Rhode Island has no statutorily required or recommended training requirements or standards for attorneys representing youth in delinquency proceedings.
In addition to statutes and case law, juvenile court proceedings are governed by court rules. These are often promulgated at the state level, but may also be passed at the local court level instead of or in addition to statewide rules. Rhode Island’s juvenile courts are governed by the Rhode Island Rules of Juvenile Proceedings.
Right to Counsel
Beyond the right to counsel in juvenile court guaranteed by the Due Process Clause of the United States Constitution and In re Gault, 387 U.S. 1 (1967), states often have state constitution or statutory provisions further expanding upon on or delineating that right.
In Rhode Island, youth have the right to counsel in any Family Court hearing. R.I. Gen. Laws § 14-1-31. Youth specifically have the right to counsel at the following stages of delinquency proceedings:
- Informal adjustment procedures. R.I. R. Juv. P., Rule 4.
- Hearing on temporary detention. R.I. R. Juv. P., Rule 8(b).
- Arraignment. R.I. R. Juv. P., Rule 9(a).
- Waiver of jurisdiction (transfer) hearings. R.I. R. Juv. P., Rule 12(b)(2).
“Prior to the commencement of any hearing,” the court shall inform the relevant parties of their right to counsel and their right to have a public defender appointed if they are indigent. R.I. Gen. Laws § 14-1-31. Notice of the right to counsel is provided in the summons for a hearing on a petition. R.I. R. Juv. P., Rule 6.

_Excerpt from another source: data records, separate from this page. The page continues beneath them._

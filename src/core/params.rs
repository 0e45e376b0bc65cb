// Copyright (c) 2026 Amunchain
// Licensed under the Apache License, Version 2.0 (the "License");
// you may not use this file except in compliance with the License.
// You may obtain a copy of the License at
//     http://www.apache.org/licenses/LICENSE-2.0
// Unless required by applicable law or agreed to in writing, software
// distributed under the License is distributed on an "AS IS" BASIS,
// WITHOUT WARRANTIES OR CONDITIONS OF ANY KIND, either express or implied.
// See the License for the specific language governing permissions and
// limitations under the License.

#![forbid(unsafe_code)]
#![allow(missing_docs)]

//! Consensus parameters: pure constants and height-driven schedules.
//!
//! "Height" is the shared counter of both block kinds; "local height" counts key blocks only
//! and drives block versions, the key-block subsidy and difficulty transitions.

/// Smallest unit per coin.
pub const ONE_COIN: i64 = 100_000_000;
pub const MAX_BALANCE_COIN: i64 = 1_000_000_000;
pub const MAX_BALANCE_NQT: i64 = MAX_BALANCE_COIN * ONE_COIN;

// --- block timing -------------------------------------------------------------------------

/// Target spacing of PoS blocks (seconds).
pub const BLOCK_TIME: u64 = 60;
/// Target spacing of key blocks (seconds).
pub const KEY_BLOCK_SPACING: u64 = 600;
/// Max seconds a block or transaction timestamp may be ahead of local time.
pub const MAX_TIMEDRIFT: u64 = 15;

pub const INITIAL_BASE_TARGET: u64 = 153_722_867;
pub const MAX_BASE_TARGET: u64 = INITIAL_BASE_TARGET * 50;
pub const MIN_BASE_TARGET: u64 = INITIAL_BASE_TARGET * 9 / 10;

// --- block size ---------------------------------------------------------------------------

pub const MAX_NUMBER_OF_POS_TRANSACTIONS: usize = 255;
pub const MAX_NUMBER_OF_KEY_TRANSACTIONS: usize = 32;
pub const MAX_POS_PAYLOAD_LENGTH: u32 = 1024 * 1024;
pub const MAX_KEY_PAYLOAD_LENGTH: u32 = 128 * 1024;
pub const MAX_TRANSACTION_BYTES: usize = 16 * 1024;

// --- proof of work ------------------------------------------------------------------------

/// Easiest permitted key-block target, compact encoded.
pub const MAX_WORK_TARGET_BITS: u32 = 0x207f_ffff;
/// Key-block local heights between target recomputations.
pub const DIFFICULTY_TRANSITION_INTERVAL: u32 = 144;
/// Key-block local heights spanned by the timespan measurement.
pub const DIFFICULTY_CALCULATION_INTERVAL: u32 = 144;
pub const TARGET_TIMESPAN: u64 = DIFFICULTY_CALCULATION_INTERVAL as u64 * KEY_BLOCK_SPACING;

// --- rewards ------------------------------------------------------------------------------

pub const INITIAL_KEY_BLOCK_SUBSIDY: i64 = 50 * ONE_COIN;
pub const SUBSIDY_HALVING_INTERVAL: u32 = 210_000;

/// Back fees are only redistributed above this height.
pub const BACK_FEES_HEIGHT: u32 = 4;
/// Shares (out of [`BACK_FEES_DENOMINATOR`]) for the generators of blocks h-1, h-2, h-3.
pub const BACK_FEES_NUMERATORS: [i64; 3] = [3, 2, 1];
pub const BACK_FEES_DENOMINATOR: i64 = 10;

// --- forging ------------------------------------------------------------------------------

/// Key blocks of confirmation required before a balance addition counts towards stake.
pub const GUARANTEED_BALANCE_KEYBLOCK_CONFIRMATIONS: u32 = 3;
/// Minimum effective balance (whole coins) to appear in the forger-eligibility tree.
pub const MIN_FORGING_BALANCE_COIN: i64 = 1_000;
/// From this local height on, key blocks must pin the forger-eligibility root.
pub const FORGER_MERKLE_FIXATION_LOCAL_HEIGHT: u32 = 8;

pub const LEASING_DELAY: u32 = 3;
pub const MIN_LEASING_PERIOD: u32 = 10;
pub const MAX_LEASING_PERIOD: u32 = u16::MAX as u32;

// --- rollback -----------------------------------------------------------------------------

/// Deepest pop-off a fork may cause.
pub const MAX_ROLLBACK: u32 = 720;

// --- transactions -------------------------------------------------------------------------

pub const TRANSACTION_VERSION: u8 = 1;
pub const MAX_REFERENCED_TRANSACTION_TIMESPAN: u64 = 60 * 24 * 3600;
pub const MAX_REFERENCED_TRANSACTION_DEPTH: u32 = 10;
/// Distance between the chain head and the EC block a new transaction pins.
pub const EC_BLOCK_DISTANCE: u32 = 10;
/// Height from which every type's "next" fee schedule replaces the baseline.
pub const NEXT_FEE_HEIGHT: u32 = 1_000_000;

pub const MAX_ARBITRARY_MESSAGE_LENGTH: usize = 1000;
pub const MAX_ENCRYPTED_MESSAGE_LENGTH: usize = 1024;
pub const MAX_PRUNABLE_MESSAGE_LENGTH: usize = 4096;
/// Blocks a prunable message body is retained after inclusion.
pub const MAX_PRUNABLE_LIFETIME: u32 = 14 * 1440;

pub const MAX_ALIAS_LENGTH: usize = 100;
pub const MAX_ALIAS_URI_LENGTH: usize = 1000;
pub const MAX_ACCOUNT_NAME_LENGTH: usize = 100;
pub const MAX_ACCOUNT_DESCRIPTION_LENGTH: usize = 1000;
pub const MAX_PROPERTY_NAME_LENGTH: usize = 32;
pub const MAX_PROPERTY_VALUE_LENGTH: usize = 160;

pub const MIN_ASSET_NAME_LENGTH: usize = 3;
pub const MAX_ASSET_NAME_LENGTH: usize = 10;
pub const MAX_ASSET_DESCRIPTION_LENGTH: usize = 1000;
pub const MAX_ASSET_DECIMALS: u8 = 8;
pub const MAX_ASSET_QUANTITY_QNT: i64 = 1_000_000_000 * 100_000_000;

pub const MAX_POLL_NAME_LENGTH: usize = 100;
pub const MAX_POLL_DESCRIPTION_LENGTH: usize = 1000;
pub const MAX_POLL_OPTION_LENGTH: usize = 100;
pub const MAX_POLL_OPTION_COUNT: usize = 20;
pub const MAX_POLL_DURATION: u32 = 14 * 1440;

pub const MAX_PHASING_DURATION: u32 = 14 * 1440;
pub const MAX_PHASING_WHITELIST_SIZE: usize = 10;
pub const MAX_PHASING_VOTE_TRANSACTIONS: usize = 10;

// --- block versions -----------------------------------------------------------------------

pub const GENESIS_BLOCK_VERSION: u32 = 0;

/// (first local height, version) schedule for PoS blocks.
pub const POS_BLOCK_VERSIONS: &[(u32, u32)] = &[(0, 3), (2_000_000, 4)];
/// (first local height, version) schedule for key blocks.
pub const KEY_BLOCK_VERSIONS: &[(u32, u32)] = &[(0, 1), (2_000_000, 2)];

fn scheduled(table: &[(u32, u32)], local_height: u32) -> u32 {
    table
        .iter()
        .rev()
        .find(|(from, _)| local_height >= *from)
        .map(|(_, v)| *v)
        .unwrap_or(table[0].1)
}

/// Version a PoS block must carry at `local_height`.
pub fn pos_block_version(local_height: u32) -> u32 {
    scheduled(POS_BLOCK_VERSIONS, local_height)
}

/// Version a key block must carry at `local_height`.
pub fn key_block_version(local_height: u32) -> u32 {
    scheduled(KEY_BLOCK_VERSIONS, local_height)
}

/// Subsidy paid by the key block at `local_height` (first key block is local height 1).
pub fn key_block_subsidy(local_height: u32) -> i64 {
    if local_height == 0 {
        return 0;
    }
    let halvings = (local_height - 1) / SUBSIDY_HALVING_INTERVAL;
    if halvings >= 63 {
        return 0;
    }
    INITIAL_KEY_BLOCK_SUBSIDY >> halvings
}

#[cfg(test)]
mod tests {
    use super::*;

    #[test]
    fn subsidy_halves_on_schedule() {
        assert_eq!(key_block_subsidy(0), 0);
        assert_eq!(key_block_subsidy(1), INITIAL_KEY_BLOCK_SUBSIDY);
        assert_eq!(key_block_subsidy(SUBSIDY_HALVING_INTERVAL), INITIAL_KEY_BLOCK_SUBSIDY);
        assert_eq!(
            key_block_subsidy(SUBSIDY_HALVING_INTERVAL + 1),
            INITIAL_KEY_BLOCK_SUBSIDY / 2
        );
    }

    #[test]
    fn versions_follow_local_height() {
        assert_eq!(pos_block_version(0), 3);
        assert_eq!(pos_block_version(1_999_999), 3);
        assert_eq!(pos_block_version(2_000_000), 4);
        assert_eq!(key_block_version(5), 1);
    }
}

Determination of Indigence
The public defender shall appear on behalf of an accused delinquent child who is financially unable to afford counsel. R.I. Gen. Laws § 14-1-58. In practice, there is no presumption of indigence for juveniles in Rhode Island, and parents who have the financial means are expected to retain counsel to represent their children. In cases where juveniles are emancipated, or estranged from their families, or where the petition is filed by a parent, the juvenile’s financial eligibility is determined based upon his or her own assets. Applicants for public defense services must submit an affidavit of financial status. The public defender office, on its own initiative or at the court’s request, may require additional information or conduct an investigation. The public defender makes the determination of eligibility. R.I. Gen. Laws § 12-15-9.
Waiver of Counsel
Rhode Island does not have a specific juvenile statute or rule addressing a juvenile’s waiver of counsel. Case law indicates that waiver of counsel by indigent juveniles is permitted but should not routinely be allowed. In re John D., 479 A.2d 1173, 1178 (R.I. 1984). In general, the validity of a juvenile’s waiver of rights is assessed based on the totality of the circumstances. In re Kean, 520 A.2d 1271, 1276 (R.I. 1987). Adult case law indicates that waiver of counsel can be permitted if it is knowing, voluntary and intelligent. State v. Chabot, 682 A.2d 1377, 1379 (R.I. 1996).
When and how the court may decide to detain a child or otherwise place restrictions on the child’s freedom is defined by statute and court rules. In Rhode Island, a detention hearing must occur on the next court day following detention of the child. R.I. R. Juv. P., Rule 8(a). If counsel is not available to consult with the child, the court may order one day of detention to allow the child to consult with an attorney, and depending on the county, may detain the child for up to seven days following the attorney consultation. R.I. R. Juv. P., Rule 8(b). Such temporary detention must be followed by a probable cause hearing within five to seven days, depending on the county. R.I. R. Juv. P., Rule 8(c).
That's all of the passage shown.